Assigned to the East India Squadron under Commodore Matthew Perry, the USS Macedonian with Capt. Joel Abbot in command, was one of the six American ships arrayed off Uraga, Japan, 13 February 1854 during Perry's second visit to negotiate the opening of Japan to foreign trade.
After completing her trials, which she began in January 1851, the side-wheel steamer USS Susquehanna sailed on 8 June for the Far East to become flagship of the East India Squadron.
The USS Dolphin got underway 6 May 1848 to join the East India Squadron, protecting American citizens in Asiatic waters.
Recommissioned on 12 August 1850, USS Saratoga got underway on 15 September and proceeded to the western Pacific for service in the East India Squadron.
USS Levant sailed 13 November for Rio de Janeiro, the Cape of Good Hope, and Hong Kong, where she arrived to join the East India Squadron 12 May 1856. On 1 July she embarked the U.S. Commissioner to China for transportation to Shanghai, arriving 1 August.
Departing Norfolk 4 August, the USS Germantown sailed via the Cape of Good Hope to Ceylon, where on 22 December she joined Flag Officer Josiah Tattnall's East India Squadron off Point de Gala. For 2 years she cruised Far Eastern waters and visited the principal ports of China and Japan, where she found "uniform friendly reception" as the squadron guarded American interests in the Orient. Sailing via the Cape of Good Hope, she returned to Norfolk in April 1860
After a four-day stop at Singapore, where Commodore Armstrong relieved Commodore Joel Abbot in command of the East India Squadron, the frigate USS San Jacinto reached the bar off the mouth of the Me Nam (later the Chao Phraya) River.
The new side-wheel steamer USS Saginaw sailed from San Francisco Bay on 8 March 1860, headed for the western Pacific, and reached Shanghai, China, on 12 May. She then served in the East India Squadron, for the most part cruising along the Chinese coast to protect American citizens and to suppress pirates. She visited Japan in November but soon returned to Chinese waters. On 30 June 1861, she silenced a battery at the entrance to Quinhon Bay, Cochin China, which had fired upon her while she was searching for the missing boat and crew of American bark, Myrtle. On 3 January 1862, Saginaw was decommissioned at Hong Kong
[edit] Commanders
James Armstrong served as the Commodore of the East India Squadron in 1855 during the Second Opium War.
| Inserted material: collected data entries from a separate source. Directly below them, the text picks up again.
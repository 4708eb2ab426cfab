use axum::{extract::State, Json};
use serde::{Deserialize, Serialize};
use std::sync::Arc;

use crate::auth::AdminUser;
use crate::error::{GameError, GameResult};
use crate::generator::{self, GeneratedRoute, RouteRequest};
use crate::llm::LlmManager;
use crate::state::AppState;
use crate::types::{Challenge, ChallengeKind, Route};

fn llm(state: &AppState) -> GameResult<&LlmManager> {
    state.llm.as_deref().ok_or(GameError::AiUnavailable)
}

#[derive(Debug, Deserialize)]
pub struct GenerateRouteRequest {
    #[serde(flatten)]
    pub request: RouteRequest,
    /// Store the draft as a route right away
    #[serde(default)]
    pub import: bool,
}

#[derive(Debug, Serialize)]
pub struct GenerateRouteResponse {
    pub generated: GeneratedRoute,
    #[serde(skip_serializing_if = "Option::is_none")]
    pub route: Option<Route>,
}

/// POST /api/ai/route
pub async fn generate_route(
    State(state): State<Arc<AppState>>,
    AdminUser(admin): AdminUser,
    Json(req): Json<GenerateRouteRequest>,
) -> GameResult<Json<GenerateRouteResponse>> {
    let generated = generator::generate_route(llm(&state)?, &req.request).await?;
    tracing::info!(
        city = %req.request.city,
        checkpoints = generated.checkpoints.len(),
        "Generated route draft"
    );

    let route = if req.import {
        Some(
            state
                .import_generated_route(generated.clone(), &req.request, &admin.id)
                .await?,
        )
    } else {
        None
    };
    Ok(Json(GenerateRouteResponse { generated, route }))
}

#[derive(Debug, Deserialize)]
pub struct GenerateChallengeRequest {
    pub location: String,
    #[serde(default)]
    pub theme: String,
    pub kind: ChallengeKind,
    #[serde(default)]
    pub model: Option<String>,
}

/// POST /api/ai/challenge
pub async fn generate_challenge(
    State(state): State<Arc<AppState>>,
    AdminUser(_admin): AdminUser,
    Json(req): Json<GenerateChallengeRequest>,
) -> GameResult<Json<Challenge>> {
    let challenge = generator::generate_challenge(
        llm(&state)?,
        &req.location,
        &req.theme,
        req.kind,
        req.model.as_deref(),
    )
    .await?;
    Ok(Json(challenge))
}
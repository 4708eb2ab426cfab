//! Bearer-token session extractors
//!
//! Clients receive a session token from sign-up or sign-in and send it back
//! as `Authorization: Bearer <token>`. Handlers ask for [`AuthUser`] or
//! [`AdminUser`] to require a session.

use axum::{
    extract::FromRequestParts,
    http::{header, request::Parts, HeaderMap},
};
use std::sync::Arc;

use crate::error::GameError;
use crate::state::AppState;
use crate::types::{User, UserRole};

/// Token from an `Authorization: Bearer` header
pub fn bearer_token(headers: &HeaderMap) -> Option<&str> {
    let value = headers.get(header::AUTHORIZATION)?.to_str().ok()?;
    let (scheme, token) = value.split_once(' ')?;
    if !scheme.eq_ignore_ascii_case("bearer") {
        return None;
    }
    let token = token.trim();
    (!token.is_empty()).then_some(token)
}

/// Raw session token of the request
#[derive(Debug, Clone)]
pub struct SessionToken(pub String);

impl<S: Send + Sync> FromRequestParts<S> for SessionToken {
    type Rejection = GameError;

    async fn from_request_parts(parts: &mut Parts, _state: &S) -> Result<Self, Self::Rejection> {
        bearer_token(&parts.headers)
            .map(|t| SessionToken(t.to_string()))
            .ok_or(GameError::Unauthenticated)
    }
}

/// Any signed-in user
#[derive(Debug, Clone)]
pub struct AuthUser(pub User);

impl FromRequestParts<Arc<AppState>> for AuthUser {
    type Rejection = GameError;

    async fn from_request_parts(
        parts: &mut Parts,
        state: &Arc<AppState>,
    ) -> Result<Self, Self::Rejection> {
        let token = bearer_token(&parts.headers).ok_or(GameError::Unauthenticated)?;
        let user = state
            .user_for_token(token)
            .await
            .ok_or(GameError::Unauthenticated)?;
        Ok(AuthUser(user))
    }
}

/// Signed-in user with the admin role
#[derive(Debug, Clone)]
pub struct AdminUser(pub User);

impl FromRequestParts<Arc<AppState>> for AdminUser {
    type Rejection = GameError;

    async fn from_request_parts(
        parts: &mut Parts,
        state: &Arc<AppState>,
    ) -> Result<Self, Self::Rejection> {
        let AuthUser(user) = AuthUser::from_request_parts(parts, state).await?;
        if user.role != UserRole::Admin {
            tracing::warn!(user_id = %user.id, "Admin route requested by non-admin");
            return Err(GameError::Forbidden);
        }
        Ok(AdminUser(user))
    }
}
Andrew Hull Foote commanded USS Portsmouth in the East India Squadron on November 20–21, 1856. Foote led a landing party that seized the barrier forts at Canton, China, in reprisal for attacks on American ships.
At Hong Kong on 29 January 1858, Commodore Josiah Tattnall relieved Commodore James Armstrong of command of the East India Squadron, breaking his flag in San Jacinto. During his two years in the Far East, Commodore Tattnall came to the assistance of a British squadron under fire from the Barrier Forts at the mouth of the Pei Ho River and, on his return voyage early in 1860, carried the first diplomatic embassy from Japan to the United States.
After two years as Commander of the East India Squadron, Capt. Cornelius Stribling returned home in 1861 to find the Union rent asunder by the Civil War.
[edit] Served in squadron
Also serving in the squadron at one time were:
- Thomas O. Selfridge
- John Pope
- Edward Terry served in the sloop Germantown, attached to the East India Squadron, from 1857 to 1859.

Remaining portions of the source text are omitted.